“严董,这是您要的笔记。”
严少康将那个绘着卡通兔子的笔记本拿到了手中,他的目光流连在封面上那个抱着胡萝卜的兔子挑了一下眉。
“薇薇小姐的审美和长相好像是不太一样。”
周薇长得极清极艳是难得一见的清冷美人,眉眼间若有似无的冷色更是让人为之沉沦。
这样一朵“高岭之花”竟然会喜欢这种本子,严少康显然是没想到。
但每个人的审美不同,他只是有些意外,却没有嘲笑。
周薇再一次不好意思的垂下了眼睫。
“我下午还有课,就先回寝室了,严董记得估算完价格后告诉我就好,严董再见。”
她不给任何严少康说话的机会,直接道了别后就转身小跑回到了楼里。
严少康手里拿着少女的笔记本多看了两眼后就走到了街边。
张伦早已下了车,他适时的打开了车门跟严董汇报着下午的会议安排和工作,还有需要马上处理的文件。
一如既往地,在工作上一丝不苟的严少康什么都没说,直到张伦上了车后他才戴上眼镜坐在后座上问了一句。
“是你跟周薇说的项链坏了?”
张伦透过后视镜看着严董那锐利又冷冽的眸色不自觉的心虚了起来。
“啊..我看严董好像是有什么话想要跟薇薇小姐聊,所以才找了这个借口....”
“扣除这个月的奖金。”
“好的...严董。”
张伦有些悲痛的看向车窗外的学生们,他收回粘在后视镜上的眼神不得已的开着车载着严董离开了清北大学。
而周薇在回到寝室后也避免不了的接收到了单行敏八卦的眼神,她坐在椅子上嚼着奶茶里的珍珠。
“说说吧,你跟严少康中午干什么了?”
“只是吃个饭而已,严董作为新的代课老师需要之前的课堂笔记,所以才送我回来的。”
单行敏一向不爱太惨和别人的爱恨情仇,她也没多问只是长吁短叹了几句后就将这件事儿轻而易举的忘到脑后了。

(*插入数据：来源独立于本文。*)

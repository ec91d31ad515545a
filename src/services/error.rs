use thiserror::Error;

#[derive(Debug, Error)]
pub enum StoreError {
    #[error("{0} store is unavailable: lock poisoned")]
    Poisoned(&'static str),
}

#[derive(Debug, Error)]
pub enum AnalyzerError {
    #[error("campaign analyzer is not configured")]
    Unavailable,
    #[error("analyzer request failed: {0}")]
    Request(#[from] reqwest::Error),
    #[error("analyzer returned status {status}: {body}")]
    Status { status: u16, body: String },
    #[error("malformed analyzer response: {0}")]
    Malformed(String),
}
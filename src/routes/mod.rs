pub mod health;
pub mod payment;
pub mod subscription;
pub mod transaction;
use rocket::State;
use rocket::response::status::Created;
use rocket::serde::json::Json;
use rocket_okapi::openapi;

use crate::models::{CreateSubscriptionDto, Subscription, SubscriptionStatistics};
use crate::state::AppState;
use crate::utils::{ApiError, ApiResponse, validate_dto};

#[openapi(tag = "Subscription")]
#[post("/subscriptions", data = "<dto>")]
pub async fn create_subscription(
    state: &State<AppState>,
    dto: Json<CreateSubscriptionDto>,
) -> Result<Created<Json<ApiResponse<Subscription>>>, ApiError> {
    validate_dto(&*dto)?;

    let subscription = state.subscriptions.create(dto.into_inner()).await?;
    let location = format!("/api/v1/subscriptions/{}", subscription.id);

    Ok(Created::new(location).body(Json(ApiResponse::success(subscription))))
}

#[openapi(tag = "Subscription")]
#[get("/subscriptions")]
pub async fn list_subscriptions(
    state: &State<AppState>,
) -> Json<ApiResponse<Vec<Subscription>>> {
    Json(ApiResponse::success(state.subscriptions.list()))
}

#[openapi(tag = "Subscription")]
#[get("/subscriptions/active")]
pub async fn list_active_subscriptions(
    state: &State<AppState>,
) -> Json<ApiResponse<Vec<Subscription>>> {
    Json(ApiResponse::success(state.subscriptions.list_active()))
}

#[openapi(tag = "Subscription")]
#[get("/subscriptions/stats/overview")]
pub async fn get_subscription_statistics(
    state: &State<AppState>,
) -> Json<ApiResponse<SubscriptionStatistics>> {
    Json(ApiResponse::success(state.subscriptions.statistics()))
}

#[openapi(tag = "Subscription")]
#[get("/subscriptions/<id>")]
pub async fn get_subscription(
    state: &State<AppState>,
    id: String,
) -> Result<Json<ApiResponse<Subscription>>, ApiError> {
    let subscription = state
        .subscriptions
        .get(&id)
        .ok_or_else(|| ApiError::not_found("Subscription not found"))?;

    Ok(Json(ApiResponse::success(subscription)))
}

#[openapi(tag = "Subscription")]
#[delete("/subscriptions/<id>")]
pub async fn deactivate_subscription(
    state: &State<AppState>,
    id: String,
) -> Result<Json<ApiResponse<Subscription>>, ApiError> {
    let subscription = state
        .subscriptions
        .deactivate(&id)?
        .ok_or_else(|| ApiError::not_found("Subscription not found"))?;

    Ok(Json(ApiResponse::success_with_message(
        "Subscription deactivated".to_string(),
        subscription,
    )))
}
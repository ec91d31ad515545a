pub mod response;
pub mod validation;

pub use response::{ApiError, ApiResponse};
pub use validation::validate_dto;
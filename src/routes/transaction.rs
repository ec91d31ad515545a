use rocket::State;
use rocket::serde::json::Json;
use rocket_okapi::openapi;

use crate::models::{DonorTransactionHistory, Transaction, TransactionStatistics};
use crate::state::AppState;
use crate::utils::{ApiError, ApiResponse};

#[openapi(tag = "Transaction")]
#[get("/transactions")]
pub async fn list_transactions(state: &State<AppState>) -> Json<ApiResponse<Vec<Transaction>>> {
    Json(ApiResponse::success(state.transactions.list()))
}

#[openapi(tag = "Transaction")]
#[get("/transactions/stats/overview")]
pub async fn get_transaction_statistics(
    state: &State<AppState>,
) -> Json<ApiResponse<TransactionStatistics>> {
    Json(ApiResponse::success(state.transactions.statistics()))
}

#[openapi(tag = "Transaction")]
#[get("/transactions/subscription/<subscription_id>")]
pub async fn list_subscription_transactions(
    state: &State<AppState>,
    subscription_id: String,
) -> Json<ApiResponse<Vec<Transaction>>> {
    Json(ApiResponse::success(
        state.transactions.list_by_subscription(&subscription_id),
    ))
}

#[openapi(tag = "Transaction")]
#[get("/transactions/donor/<donor_id>")]
pub async fn list_donor_transactions(
    state: &State<AppState>,
    donor_id: String,
) -> Json<ApiResponse<Vec<Transaction>>> {
    Json(ApiResponse::success(state.transactions.list_by_donor(&donor_id)))
}

#[openapi(tag = "Transaction")]
#[get("/transactions/donor/<donor_id>/history")]
pub async fn get_donor_history(
    state: &State<AppState>,
    donor_id: String,
) -> Json<ApiResponse<DonorTransactionHistory>> {
    Json(ApiResponse::success(state.transactions.donor_history(&donor_id)))
}

#[openapi(tag = "Transaction")]
#[get("/transactions/<id>")]
pub async fn get_transaction(
    state: &State<AppState>,
    id: String,
) -> Result<Json<ApiResponse<Transaction>>, ApiError> {
    let transaction = state
        .transactions
        .get(&id)
        .ok_or_else(|| ApiError::not_found("Transaction not found"))?;

    Ok(Json(ApiResponse::success(transaction)))
}
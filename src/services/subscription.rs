use log::info;
use std::collections::BTreeMap;
use std::sync::Arc;

use crate::models::{CreateSubscriptionDto, Subscription, SubscriptionStatistics, round_cents};
use crate::services::analyzer::{CampaignAnalyzer, analyze_or_fallback};
use crate::services::clock::Clock;
use crate::services::error::StoreError;
use crate::services::new_id;
use crate::services::store::Store;

pub struct SubscriptionService {
    store: Arc<dyn Store>,
    analyzer: Arc<dyn CampaignAnalyzer>,
    clock: Arc<dyn Clock>,
}

impl SubscriptionService {
    pub fn new(
        store: Arc<dyn Store>,
        analyzer: Arc<dyn CampaignAnalyzer>,
        clock: Arc<dyn Clock>,
    ) -> Self {
        SubscriptionService {
            store,
            analyzer,
            clock,
        }
    }

    /// Analyzes the campaign, schedules the first charge one interval out, and stores
    /// the new active subscription. Analyzer failures never fail creation.
    pub async fn create(&self, request: CreateSubscriptionDto) -> Result<Subscription, StoreError> {
        info!("Creating subscription for donor {}", request.donor_id);

        let campaign_analysis =
            analyze_or_fallback(self.analyzer.as_ref(), &request.campaign_description).await;

        let created_at = self.clock.now();
        let subscription = Subscription {
            id: new_id("sub"),
            donor_id: request.donor_id,
            amount: request.amount,
            currency: request.currency,
            interval: request.interval,
            campaign_description: request.campaign_description,
            campaign_analysis,
            is_active: true,
            created_at,
            next_billing_date: request.interval.next_billing_date(created_at),
        };

        self.store.put_subscription(subscription.clone())?;
        info!("Subscription created successfully: {}", subscription.id);

        Ok(subscription)
    }

    pub fn list(&self) -> Vec<Subscription> {
        self.store.list_subscriptions()
    }

    pub fn list_active(&self) -> Vec<Subscription> {
        self.store.list_active_subscriptions()
    }

    pub fn get(&self, id: &str) -> Option<Subscription> {
        self.store.get_subscription(id)
    }

    /// Idempotent; an already inactive subscription is returned unchanged.
    pub fn deactivate(&self, id: &str) -> Result<Option<Subscription>, StoreError> {
        let updated = self
            .store
            .update_subscription(id, &mut |sub| sub.is_active = false)?;

        if updated.is_some() {
            info!("Subscription {} deactivated", id);
        }
        Ok(updated)
    }

    pub fn statistics(&self) -> SubscriptionStatistics {
        let all = self.store.list_subscriptions();

        let mut active = 0;
        let mut total_monthly_value = 0.0;
        let mut by_interval: BTreeMap<String, usize> = BTreeMap::new();

        for sub in all.iter().filter(|s| s.is_active) {
            active += 1;
            *by_interval.entry(sub.interval.as_str().to_string()).or_insert(0) += 1;
            total_monthly_value += sub.interval.monthly_value(sub.amount);
        }

        SubscriptionStatistics {
            total_subscriptions: all.len(),
            active_subscriptions: active,
            inactive_subscriptions: all.len() - active,
            total_monthly_value: round_cents(total_monthly_value),
            subscriptions_by_interval: by_interval,
        }
    }
}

至于周薇嘛....她本想着跟严董撇清关系,但现在迫不得已的每周都要见严少康一面。
作为这门课的课代表,她甚至还要偶尔在严少康备课的时候跟他打两通电话。
……
周一中午的下课铃再一次响起,严少康站在讲台前摘下了架在鼻梁上的眼镜。
“下课了,同学们去吃饭吧。”
他这话落,满教室的学生们都松了口气,然后就开始着急忙慌的收拾课本,他们是多一秒钟都不愿意多留在这个教室里。
不是因为太饿了想要去吃饭,而是因为这位新来的严老师人如其姓,实在是太严厉了。
上课节奏快,速度快,逼得人不能发呆是一个事儿。
上课愿意问一些死亡问题,回答不上来还会罚抄写是另一件事儿。
总之...那些本对严少康还怀着些许少女春心懵懂的滤镜的女同学们现在也是心碎了个彻底。
她们甚至还在背地里悄悄的给严少康取了个“大魔头”的外号。
周薇和单行敏也不例外,她们两个人齐齐松了口气后就开始收拾桌上的课本,严少康就在她们快要离开的时候走了过来。
单行敏这段时间对严少康更没什么好脸色了,特别是这人每周一中午都会想办法拐走周薇陪他吃饭后。
“今天薇薇要陪我吃饭,你还是别想了。我说是京世集团供不起严董事长的饭吗?怎么一到周一就跟薇薇吃食堂?”
对此“尖酸刻薄”的话,周薇没说什么,严少康也没说什么。
“项链的估值下来了,大概是十五万,薇薇小姐...”
单行敏也知道这个事情,她忍不住翻了个白眼。
“一个卡扣还值十五万?严少康...你是不是当我们俩人是傻子?”
十五万...对于周薇这种普通家庭出来的女生来说可是一笔不小的数字,如果要赔付这一笔钱的话,她是一定要跟父母开口借钱的。
但就算如此,她还是按住了单行敏的胳膊劝住了她。
“好,我赔给你,麻烦严董给我一个银行卡号。”
她答应的太干脆了当了,单行敏恨铁不成钢的冷哼了一声。
“薇薇小姐,我并不缺这笔钱,但是你也知道我要跟我的未婚妻俞慎如小姐解除婚约了,我也就没了女伴,我今天下午有一场比较重要的宴会,如果薇薇小姐愿意的话,还请薇薇小姐屈尊降贵的陪我走一趟。”
这段时间有关于严少康和俞慎如的婚约要解除的消息传的沸沸扬扬的。
毕竟是两大豪门的联姻,除了圈内人会关心外,还有不少的吃瓜群众会八卦这件事儿。